Detection of He I λ10830 Å absorption on HD 189733 b with CARMENES high-resolution transmission spectroscopy

¹ Hamburger Sternwarte, Universität Hamburg, Gojenbergsweg 112, 21029 Hamburg, Germany
e-mail: msalz@hs.uni-hamburg.de
² Instituto de Astrofísica de Canarias, Vía Láctea s/n, 38205 La Laguna, Tenerife, Spain
³ Departamento de Astrofísica, Universidad de La Laguna, 38206 La Laguna, Tenerife, Spain
⁴ Leiden Observatory, Leiden University, Postbus 9513, 2300 RA, Leiden, The Netherlands
⁵ Instituto de Astrofísica de Andalucía (IAA-CSIC), Glorieta de la Astronomía s/n, 18008 Granada, Spain
⁶ Institut für Astrophysik, Georg-August-Universität, Friedrich-Hund-Platz 1, 37077 Göttingen, Germany
⁷ Centro de Astrobiología, CSIC-INTA, ESAC Campus, Camino bajo del castillo s/n, 28692 Villanueva de la Cañada, Madrid, Spain
⁸ Max-Planck-Institut für Astronomie, Königstuhl 17, 69117 Heidelberg, Germany
⁹ Key Laboratory of Planetary Sciences, Purple Mountain Observatory, Chinese Academy of Sciences, Nanjing 210008, PR China
¹⁰ Landessternwarte, Zentrum für Astronomie der Universität Heidelberg, Königstuhl 12, 69117 Heidelberg, Germany
¹¹ Institut de Ciències de l’Espai (ICE, CSIC), Campus UAB, C/ de Can Magrans s/n, 08193 Cerdanyola del Vallès, Spain
¹² Institut d’Estudis Espacials de Catalunya (IEEC), 08034 Barcelona, Spain
¹³ Thüringer Landessternwarte Tautenburg, Sternwarte 5, 07778 Tautenburg, Germany
¹⁴ Departamento de Astrofísica y Ciencias de la Atmósfera, Facultad de Ciencias Físicas, Universidad Complutense de Madrid, 28040 Madrid, Spain
¹⁵ Centro de Astrobiología, CSIC-INTA, Carretera de Ajalvir km 4, 28850 Torrejón de Ardoz, Madrid, Spain

Received: 21 June 2018
Accepted: 2 November 2018

Abstract

We present three transit observations of HD 189733 b obtained with the high-resolution spectrograph CARMENES at Calar Alto.
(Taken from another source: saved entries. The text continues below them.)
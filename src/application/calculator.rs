//! Risk calculator: validate -> encode -> load -> run -> present.
//!
//! Each layer only handles its own faults: validation errors stop the pipeline
//! before the encoder, and engine errors never reach the validator.

use std::sync::Arc;

use crate::config::AppConfig;
use crate::domain::{
    validate, EncodingMode, FeatureEncoder, FormRecord, Prediction, TensorMap, ValidatedRecord,
};
use crate::ports::{InferenceEngine, InferenceSession};
use crate::UpriskError;

use super::invoker::{InferenceInvoker, InvokerState};

/// Service running the full prediction pipeline for one model.
pub struct RiskCalculator<E: InferenceEngine> {
    invoker: InferenceInvoker<E>,
    encoder: FeatureEncoder,
}

impl<E: InferenceEngine> RiskCalculator<E> {
    /// Create a calculator. The model is loaded lazily on first use.
    pub fn new(engine: E, model_path: impl Into<std::path::PathBuf>, mode: EncodingMode) -> Self {
        Self {
            invoker: InferenceInvoker::new(engine, model_path),
            encoder: FeatureEncoder::new(mode),
        }
    }

    /// Create a calculator from application configuration.
    pub fn from_config(engine: E, config: &AppConfig) -> Self {
        Self::new(engine, config.model_path.clone(), config.encoding_mode)
    }

    #[must_use]
    pub fn invoker(&self) -> &InferenceInvoker<E> {
        &self.invoker
    }

    #[must_use]
    pub fn encoding_mode(&self) -> EncodingMode {
        self.encoder.mode()
    }

    #[must_use]
    pub fn model_state(&self) -> InvokerState {
        self.invoker.state()
    }

    /// Validate and encode a record. Synchronous; no model access.
    ///
    /// # Errors
    /// Returns `UpriskError::Validation` listing every invalid field, or
    /// `UpriskError::Encoding` in strict mode.
    pub fn prepare(&self, record: &FormRecord) -> Result<TensorMap, UpriskError> {
        let validated: ValidatedRecord = validate(record)?;
        Ok(self.encoder.encode_validated(&validated)?)
    }

    /// Load the model if needed.
    ///
    /// # Errors
    /// Returns `UpriskError::ModelLoad` if the graph cannot be loaded or does not
    /// match the encoder.
    pub fn ensure_loaded(&self) -> Result<Arc<dyn InferenceSession>, UpriskError> {
        Ok(self.invoker.ensure_loaded()?)
    }

    /// Run the model on already-encoded inputs.
    ///
    /// # Errors
    /// Returns `UpriskError::ModelLoad` or `UpriskError::Inference`.
    pub fn predict_encoded(&self, inputs: &TensorMap) -> Result<Prediction, UpriskError> {
        self.ensure_loaded()?;
        let probability = self.invoker.run(inputs)?;
        let prediction = Prediction::new(probability);
        tracing::info!("Prediction complete: {}", prediction.display_line());
        Ok(prediction)
    }

    /// Full pipeline for one form submission.
    ///
    /// # Errors
    /// Returns the first failing layer's error.
    pub fn predict(&self, record: &FormRecord) -> Result<Prediction, UpriskError> {
        let inputs = self.prepare(record)?;
        self.predict_encoded(&inputs)
    }

    /// Allow the next call to retry a failed model load.
    pub fn reset_failed_load(&self) -> bool {
        self.invoker.reset()
    }
}

#[cfg(test)]
mod tests {
    use super::*;
    use crate::adapters::LogisticEngine;
    use crate::application::invoker::tests::MockEngine;
    use crate::application::ModelLoadError;
    use crate::domain::{input_signature, sample_record, InvalidReason};
    use std::path::Path;
    use std::sync::atomic::Ordering;

    const BUNDLED_MODEL: &str = "models/uprisk_logreg.json";

    #[test]
    fn test_mocked_engine_end_to_end() {
        let calculator = RiskCalculator::new(
            MockEngine::returning(vec![0.73, 0.27]),
            "model.json",
            EncodingMode::Lenient,
        );

        let prediction = calculator.predict(&sample_record()).expect("predict");
        assert_eq!(prediction.percent(), "27%");
        assert_eq!(prediction.display_line(), "Predicted Risk: 27%");
    }

    #[test]
    fn test_validation_failure_skips_model() {
        let engine = MockEngine::returning(vec![0.73, 0.27]);
        let loads = Arc::clone(&engine.loads);
        let calculator = RiskCalculator::new(engine, "model.json", EncodingMode::Lenient);

        let mut record = sample_record();
        record.set("weight_pre", "heavy").expect("known key");

        match calculator.predict(&record) {
            Err(UpriskError::Validation(errors)) => {
                assert_eq!(errors.reason_for("weight_pre"), Some(InvalidReason::NotNumeric));
            }
            other => panic!("expected validation error, got {other:?}"),
        }
        assert_eq!(loads.load(Ordering::SeqCst), 0);
        assert_eq!(calculator.model_state(), InvokerState::Uninitialized);
    }

    #[test]
    fn test_out_of_range_height_is_rejected_before_model() {
        let engine = MockEngine::returning(vec![0.73, 0.27]);
        let loads = Arc::clone(&engine.loads);
        let calculator = RiskCalculator::new(engine, "model.json", EncodingMode::Strict);

        let mut record = sample_record();
        record.set("height_pre", "1e39").expect("known key");

        match calculator.predict(&record) {
            Err(UpriskError::Validation(errors)) => {
                assert_eq!(errors.reason_for("height_pre"), Some(InvalidReason::NotFinite));
            }
            other => panic!("expected validation error, got {other:?}"),
        }
        assert_eq!(loads.load(Ordering::SeqCst), 0);
    }

    #[test]
    fn test_strict_mode_rejects_unknown_option() {
        let calculator = RiskCalculator::new(
            MockEngine::returning(vec![0.5, 0.5]),
            "model.json",
            EncodingMode::Strict,
        );
        let mut record = sample_record();
        record.set("eos_type", "Other").expect("known key");

        assert!(matches!(
            calculator.predict(&record),
            Err(UpriskError::Encoding(_))
        ));
    }

    #[test]
    fn test_load_failure_surfaces_and_is_recoverable() {
        let engine = MockEngine::returning(vec![0.5, 0.5]);
        engine.fail.store(true, Ordering::SeqCst);
        let fail = Arc::clone(&engine.fail);
        let calculator = RiskCalculator::new(engine, "model.json", EncodingMode::Lenient);

        assert!(matches!(
            calculator.predict(&sample_record()),
            Err(UpriskError::ModelLoad(ModelLoadError::Engine(_)))
        ));

        fail.store(false, Ordering::SeqCst);
        assert!(calculator.reset_failed_load());
        assert!(calculator.predict(&sample_record()).is_ok());
    }

    #[test]
    fn test_bundled_model_matches_schema() {
        let calculator = RiskCalculator::new(
            LogisticEngine::new(),
            Path::new(BUNDLED_MODEL),
            EncodingMode::Lenient,
        );
        let session = calculator.ensure_loaded().expect("bundled model loads");
        assert_eq!(session.input_names(), input_signature().as_slice());

        let prediction = calculator.predict(&sample_record()).expect("predict");
        assert!((0.0..=1.0).contains(&prediction.probability));
        assert_eq!(prediction.display_line(), "Predicted Risk: 27%");
        assert!(calculator.invoker().fingerprint().is_some());
    }
}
A strong absorption signal is detected in the near-infrared He I triplet at 10830 Å in all three transits. During mid-transit, the mean absorption level is 0.88 ± 0.04% measured in a ±10 km s⁻¹ range at a net blueshift of − 3.5 ± 0.4 km s⁻¹ (10829.84–10830.57 Å). The absorption signal exhibits radial velocities of + 6.5 ± 3.1 km s⁻¹ and − 12.6 ± 1.0 km s⁻¹ during ingress and egress, respectively; all radial velocities are measured in the planetary rest frame. We show that stellar activity related pseudo-signals interfere with the planetary atmospheric absorption signal. They could contribute as much as 80% of the observed signal and might also affect the observed radial velocity signature, but pseudo-signals are very unlikely to explain the entire signal. The observed line ratio between the two unresolved and the third line of the He I triplet is 2.8 ± 0.2, which strongly deviates from the value expected for an optically thin atmospheres. When interpreted in terms of absorption in the planetary atmosphere, this favors a compact helium atmosphere with an extent of only 0.2 planetary radii and a substantial column density on the order of 4 × 10¹² cm⁻². The observed radial velocities can be understood either in terms of atmospheric circulation with equatorial superrotation or as a sign of an asymmetric atmospheric component of evaporating material. We detect no clear signature of ongoing evaporation, like pre- or post-transit absorption, which could indicate material beyond the planetary Roche lobe, or radial velocities in excess of the escape velocity. These findings do not contradict planetary evaporation, but only show that the detected helium absorption in HD 189733 b does not trace the atmospheric layers that show pronounced escape signatures.